Personal information
- Full name: Liam James Kitching
- Date of birth: 25 September 1999 (age 27)
- Place of birth: Harrogate, England
- Height: 6 ft 3 in (1.91 m)
- Position: Defender

Team information
- Current team: Sheffield United (on loan from Coventry City)
- Number: 15

Youth career
- 0000–2018: Leeds United

Senior career*
- Years: Team / Apps / (Gls)
- 2018–2019: Leeds United / 0 / (0)
- 2018: → Harrogate Town (loan) / 9 / (3)
- 2018–2019: → Harrogate Town (loan) / 34 / (3)
- 2019–2021: Forest Green Rovers / 44 / (0)
- 2021–2023: Barnsley / 82 / (5)
- 2023–: Coventry City / 93 / (3)
- 2026–: → Sheffield United (loan) / 4 / (0)

International career^{‡}
- 2026–: Republic of Ireland / 1 / (0)

= Liam Kitching =

Professional footballer (born 1999)

Liam James Kitching (born 25 September 1999) is a professional footballer who plays as a defender for Sheffield United, on loan from club Coventry City, and the Republic of Ireland national team.

He started his career at Leeds United, though did not make a first-team appearance, and also had loan spells at Harrogate Town before joining Forest Green Rovers in July 2019 and Barnsley in 2021.

==Early life==
Kitching was born in Harrogate and attended Rossett School.
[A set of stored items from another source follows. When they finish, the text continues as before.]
//! Sortable, paginated listings.
//!
//! A listing is three cooperating parts:
//!
//! - [`DataFetcher`] loads one page for a [`ListQuery`]
//! - [`ListController`] owns the query and load state and decides when to
//!   fetch
//! - [`DataTable`](crate::ui::DataTable) draws the current page and turns
//!   keys into [`TableEvent`](crate::ui::TableEvent)s
//!
//! [`ListPane`] wires the three together for a screen.

mod column;
mod controller;
mod fetcher;
mod local;
mod pane;
mod query;

pub use column::{ColumnSpec, Record};
pub use controller::{Applied, FetchRequest, ListController};
pub use fetcher::{DataFetcher, FetchPageCmd, PageLoaded};
pub use local::page_locally;
pub use pane::{ListPane, PaneEvent};
pub use query::{ListQuery, ListResult, SortOrder};

#[cfg(test)]
pub(crate) use fetcher::testing;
He is of Irish descent.

==Club career==
===Leeds United===
Kitching began his career at Leeds United and signed a two-year contract with the club in July 2017. After featuring regularly for Leeds' under-23 side during the first half of the season, Kitching joined Harrogate Town on a one-month loan in January 2018. His first appearance for Harrogate came as a substitute in a 4–1 victory over Stockport County before making his first start for Harrogate on 10 February 2018 in a 3–1 victory over Leamington, in which he scored the first goal of his senior career. On 16 February 2018, his loan was extended until the end of the season. After making 9 league appearances for Harrogate, scoring three goals, Harrogate were promoted to the National League after defeating Brackley Town 3–0 in the play-off final. On 20 July 2018, Kitching signed a new contract with Leeds United before rejoining Harrogate on a six-month loan deal. In January 2019, his loan was extended until the end of the season, after scoring three goals in 25 appearances during the first half of the season. Across the 2018–19 season, Kitching appeared in 34 league games for Harrogate, scoring twice.

===Forest Green Rovers===
Kitching signed with Forest Green Rovers in July 2019 on a three-year contract for an undisclosed fee. He made his debut for Forest Green Rovers as a substitute in their 1–1 League Two draw away to Walsall, before making his first start on 13 August 2020 in a penalty shoot-out victory over Charlton Athletic following a 0–0 draw in the EFL Cup, in which Kitching conceded a missed penalty in normal time. He appeared in 29 of Forest Green Rovers' 36 league matches across the truncated 2019–20 season.

===Barnsley===
On 5 January 2021, Kitching signed for Championship club Barnsley on a four-year deal for an undisclosed fee believed to be in the region of £600,000. He scored his first goal for the club on 13 September 2022 in a 1–1 draw against Port Vale.

===Coventry City===
On 1 September 2023, Kitching transferred to Championship side Coventry City. On 14 February 2024, he scored his first goal for Coventry, a stoppage-time equaliser in a 2–2 draw against Plymouth Argyle. On 1 April, he scored two own goals in a 2–1 home loss to Cardiff City.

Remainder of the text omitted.